*Assignment*:
Look through the lines below and copy each one that includes "right".

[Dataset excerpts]
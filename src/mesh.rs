use anyhow::{Context, Result};
use glam::{Quat, Vec3};
use std::path::Path;

#[repr(C)]
#[derive(Clone, Copy, Debug, bytemuck::Pod, bytemuck::Zeroable)]
pub struct MeshVertex {
    pub position: [f32; 3],
    pub normal: [f32; 3],
    pub uv: [f32; 2],
}

impl MeshVertex {
    const ATTRIBUTES: [wgpu::VertexAttribute; 3] =
        wgpu::vertex_attr_array![0 => Float32x3, 1 => Float32x3, 2 => Float32x2];

    pub fn layout() -> wgpu::VertexBufferLayout<'static> {
        wgpu::VertexBufferLayout {
            array_stride: std::mem::size_of::<MeshVertex>() as wgpu::BufferAddress,
            step_mode: wgpu::VertexStepMode::Vertex,
            attributes: &Self::ATTRIBUTES,
        }
    }
}

/// CPU-side mesh. Uploaded once by the renderer; the optional texture is
/// decoded at load time so a failure shows up during the Loading phase.
#[derive(Debug, Clone, Default)]
pub struct MeshData {
    pub vertices: Vec<MeshVertex>,
    pub indices: Vec<u32>,
    pub texture: Option<image::RgbaImage>,
}

impl MeshData {
    pub fn bound_radius(&self) -> f32 {
        self.vertices
            .iter()
            .map(|v| Vec3::from_array(v.position).length())
            .fold(0.0, f32::max)
    }

    /// UV sphere centered at the origin.
    pub fn sphere(radius: f32, rings: u32, segments: u32) -> Self {
        let rings = rings.max(3);
        let segments = segments.max(3);
        let mut vertices = Vec::new();
        let mut indices = Vec::new();
        for ring in 0..=rings {
            let phi = std::f32::consts::PI * ring as f32 / rings as f32;
            for segment in 0..=segments {
                let theta = std::f32::consts::TAU * segment as f32 / segments as f32;
                let normal = Vec3::new(phi.sin() * theta.cos(), phi.cos(), phi.sin() * theta.sin());
                vertices.push(MeshVertex {
                    position: (normal * radius).to_array(),
                    normal: normal.to_array(),
                    uv: [segment as f32 / segments as f32, ring as f32 / rings as f32],
                });
            }
        }
        let stride = segments + 1;
        for ring in 0..rings {
            for segment in 0..segments {
                let a = ring * stride + segment;
                let b = a + stride;
                indices.extend_from_slice(&[a, b, a + 1, a + 1, b, b + 1]);
            }
        }
        Self { vertices, indices, texture: None }
    }

    /// Axis-aligned box centered at the origin.
    pub fn cuboid(half: Vec3) -> Self {
        let faces: [(Vec3, Vec3, Vec3); 6] = [
            (Vec3::X, Vec3::Y, Vec3::Z),
            (-Vec3::X, Vec3::Y, -Vec3::Z),
            (Vec3::Y, Vec3::Z, Vec3::X),
            (-Vec3::Y, Vec3::Z, -Vec3::X),
            (Vec3::Z, Vec3::Y, -Vec3::X),
            (-Vec3::Z, Vec3::Y, Vec3::X),
        ];
        let mut vertices = Vec::with_capacity(24);
        let mut indices = Vec::with_capacity(36);
        for (normal, up, right) in faces {
            let base = vertices.len() as u32;
            let face_center = normal * half;
            for (du, dv, uv) in [
                (-1.0, -1.0, [0.0, 1.0]),
                (1.0, -1.0, [1.0, 1.0]),
                (1.0, 1.0, [1.0, 0.0]),
                (-1.0, 1.0, [0.0, 0.0]),
            ] {
                let position = face_center + right * half * du + up * half * dv;
                vertices.push(MeshVertex { position: position.to_array(), normal: normal.to_array(), uv });
            }
            indices.extend_from_slice(&[base, base + 1, base + 2, base, base + 2, base + 3]);
        }
        Self { vertices, indices, texture: None }
    }

    /// Thin square prism from `from` to `to`, used for commit edges.
    pub fn segment(from: Vec3, to: Vec3, thickness: f32) -> Self {
        let axis = to - from;
        let length = axis.length();
        if length < 1e-6 {
            return Self::default();
        }
        let dir = axis / length;
        let side = if dir.dot(Vec3::Y).abs() > 0.99 { Vec3::X } else { Vec3::Y };
        let u = dir.cross(side).normalize() * (thickness * 0.5);
        let v = dir.cross(u).normalize() * (thickness * 0.5);
        let mut mesh = Self::default();
        let ring = |center: Vec3| [center + u + v, center - u + v, center - u - v, center + u - v];
        let a = ring(from);
        let b = ring(to);
        for i in 0..4usize {
            let j = (i + 1) % 4;
            let base = mesh.vertices.len() as u32;
            let normal = (a[i] - from).normalize().to_array();
            for p in [a[i], a[j], b[j], b[i]] {
                mesh.vertices.push(MeshVertex { position: p.to_array(), normal, uv: [0.0, 0.0] });
            }
            mesh.indices.extend_from_slice(&[base, base + 1, base + 2, base, base + 2, base + 3]);
        }
        mesh
    }
}

/// Flattened node from a gltf document; `parent` indexes into the import's
/// node list.
#[derive(Debug, Clone)]
pub struct GltfNode {
    pub name: String,
    pub parent: Option<usize>,
    pub translation: Vec3,
    pub rotation: Quat,
    pub scale: Vec3,
    pub mesh: Option<usize>,
}

#[derive(Debug, Clone, Default)]
pub struct GltfImport {
    pub nodes: Vec<GltfNode>,
    pub meshes: Vec<MeshData>,
    pub animations: Vec<String>,
}

pub fn load_gltf(path: &Path) -> Result<GltfImport> {
    let (document, buffers, images) =
        gltf::import(path).with_context(|| format!("Importing gltf {}", path.display()))?;

    let mut meshes = Vec::new();
    let mut mesh_slots = vec![None; document.meshes().len()];
    for mesh in document.meshes() {
        let mut data = MeshData::default();
        for primitive in mesh.primitives() {
            let reader = primitive.reader(|buffer| buffers.get(buffer.index()).map(|b| &b.0[..]));
            let Some(positions) = reader.read_positions() else { continue };
            let positions: Vec<[f32; 3]> = positions.collect();
            let normals: Vec<[f32; 3]> = reader
                .read_normals()
                .map(|iter| iter.collect())
                .unwrap_or_else(|| vec![[0.0, 1.0, 0.0]; positions.len()]);
            let uvs: Vec<[f32; 2]> = reader
                .read_tex_coords(0)
                .map(|tc| tc.into_f32().collect())
                .unwrap_or_else(|| vec![[0.0, 0.0]; positions.len()]);
            let base = data.vertices.len() as u32;
            for (i, position) in positions.iter().enumerate() {
                data.vertices.push(MeshVertex {
                    position: *position,
                    normal: normals.get(i).copied().unwrap_or([0.0, 1.0, 0.0]),
                    uv: uvs.get(i).copied().unwrap_or([0.0, 0.0]),
                });
            }
            match reader.read_indices() {
                Some(read) => data.indices.extend(read.into_u32().map(|i| base + i)),
                None => data.indices.extend(base..base + positions.len() as u32),
            }
            if data.texture.is_none() {
                data.texture = primitive
                    .material()
                    .pbr_metallic_roughness()
                    .base_color_texture()
                    .and_then(|info| images.get(info.texture().source().index()))
                    .and_then(decode_gltf_image);
            }
        }
        mesh_slots[mesh.index()] = Some(meshes.len());
        meshes.push(data);
    }

    let mut nodes = Vec::new();
    let mut stack: Vec<(gltf::Node, Option<usize>)> = Vec::new();
    for scene in document.scenes() {
        for node in scene.nodes() {
            stack.push((node, None));
        }
    }
    while let Some((node, parent)) = stack.pop() {
        let (translation, rotation, scale) = node.transform().decomposed();
        let index = nodes.len();
        nodes.push(GltfNode {
            name: node.name().unwrap_or("unnamed").to_string(),
            parent,
            translation: Vec3::from_array(translation),
            rotation: Quat::from_array(rotation),
            scale: Vec3::from_array(scale),
            mesh: node.mesh().and_then(|m| mesh_slots[m.index()]),
        });
        for child in node.children() {
            stack.push((child, Some(index)));
        }
    }

    let animations = document
        .animations()
        .map(|anim| anim.name().unwrap_or("unnamed").to_string())
        .collect();

    Ok(GltfImport { nodes, meshes, animations })
}

fn decode_gltf_image(data: &gltf::image::Data) -> Option<image::RgbaImage> {
    use gltf::image::Format;
    match data.format {
        Format::R8G8B8A8 => image::RgbaImage::from_raw(data.width, data.height, data.pixels.clone()),
        Format::R8G8B8 => {
            let rgb = image::RgbImage::from_raw(data.width, data.height, data.pixels.clone())?;
            Some(image::DynamicImage::ImageRgb8(rgb).to_rgba8())
        }
        _ => {
            eprintln!("[mesh] unsupported texture format {:?}, skipping", data.format);
            None
        }
    }
}

#[cfg(test)]
mod tests {
    use super::*;

    #[test]
    fn sphere_bound_matches_radius() {
        let sphere = MeshData::sphere(0.05, 8, 12);
        assert!((sphere.bound_radius() - 0.05).abs() < 1e-4);
        assert!(!sphere.indices.is_empty());
        assert_eq!(sphere.indices.len() % 3, 0);
    }

    #[test]
    fn cuboid_has_six_faces() {
        let cuboid = MeshData::cuboid(Vec3::new(0.05, 1.5, 2.0));
        assert_eq!(cuboid.vertices.len(), 24);
        assert_eq!(cuboid.indices.len(), 36);
    }

    #[test]
    fn segment_spans_endpoints() {
        let seg = MeshData::segment(Vec3::ZERO, Vec3::new(0.0, 0.6, 0.0), 0.02);
        let max_y = seg.vertices.iter().map(|v| v.position[1]).fold(f32::MIN, f32::max);
        let min_y = seg.vertices.iter().map(|v| v.position[1]).fold(f32::MAX, f32::min);
        assert!((max_y - 0.6).abs() < 0.02);
        assert!(min_y.abs() < 0.02);
    }

    #[test]
    fn degenerate_segment_is_empty() {
        let seg = MeshData::segment(Vec3::ONE, Vec3::ONE, 0.02);
        assert!(seg.vertices.is_empty());
    }
}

*Your response*:
        for (normal, up, right) in faces {
                let position = face_center + right * half * du + up * half * dv;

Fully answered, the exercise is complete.